//! Don't Touch It - grid puzzle simulation engine
//!
//! Core modules:
//! - `sim`: Level, board objects, action lock, snapshots, reachability
//! - `game`: Fixed timestep session driver with restart
//! - `persistence`: Versioned JSON level files
//! - `settings`: Engine configuration

pub mod dye;
pub mod error;
pub mod game;
pub mod geom;
pub mod persistence;
pub mod settings;
pub mod sim;

pub use dye::Dye;
pub use error::{Error, Result};
pub use game::Game;
pub use geom::{Direction, GridPoint};
pub use settings::Settings;

/// Engine configuration constants
pub mod consts {
    /// Fixed simulation timestep (120 Hz)
    pub const SIM_DT: f32 = 1.0 / 120.0;
    /// Maximum substeps per frame to prevent spiral of death
    pub const MAX_SUBSTEPS: u32 = 8;
    /// Longest frame the driver will simulate in one update (seconds)
    pub const MAX_FRAME_DT: f32 = 0.1;

    /// Ball speed in cells per second
    pub const BALL_SPEED: f32 = 3.0;

    /// Undrained level events kept before the oldest half is dropped
    pub const MAX_EVENTS: usize = 4096;

    /// Initial placement depth keys (lower is inserted first on restore)
    pub const PEDESTAL_DEPTH: i32 = 0;
    pub const PLATE_DEPTH: i32 = 0;
    pub const GATE_DEPTH: i32 = 1;
    pub const ARROW_DEPTH: i32 = 1;
    pub const BALL_DEPTH: i32 = 2;
}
◆ ◆ ◆
Task details:
Return what is listed above, exactly and completely.

Solution to this task:
//! Don't Touch It - grid puzzle simulation engine
//!
//! Core modules:
//! - `sim`: Level, board objects, action lock, snapshots, reachability
//! - `game`: Fixed timestep session driver with restart
//! - `persistence`: Versioned JSON level files
//! - `settings`: Engine configuration

pub mod dye;
pub mod error;
pub mod game;
pub mod geom;
pub mod persistence;
pub mod settings;
pub mod sim;

pub use dye::Dye;
pub use error::{Error, Result};
pub use game::Game;
pub use geom::{Direction, GridPoint};
pub use settings::Settings;

/// Engine configuration constants
pub mod consts {
    /// Fixed simulation timestep (120 Hz)
    pub const SIM_DT: f32 = 1.0 / 120.0;
    /// Maximum substeps per frame to prevent spiral of death
    pub const MAX_SUBSTEPS: u32 = 8;
    /// Longest frame the driver will simulate in one update (seconds)
    pub const MAX_FRAME_DT: f32 = 0.1;

    /// Ball speed in cells per second
    pub const BALL_SPEED: f32 = 3.0;

    /// Undrained level events kept before the oldest half is dropped
    pub const MAX_EVENTS: usize = 4096;

    /// Initial placement depth keys (lower is inserted first on restore)
    pub const PEDESTAL_DEPTH: i32 = 0;
    pub const PLATE_DEPTH: i32 = 0;
    pub const GATE_DEPTH: i32 = 1;
    pub const ARROW_DEPTH: i32 = 1;
    pub const BALL_DEPTH: i32 = 2;
}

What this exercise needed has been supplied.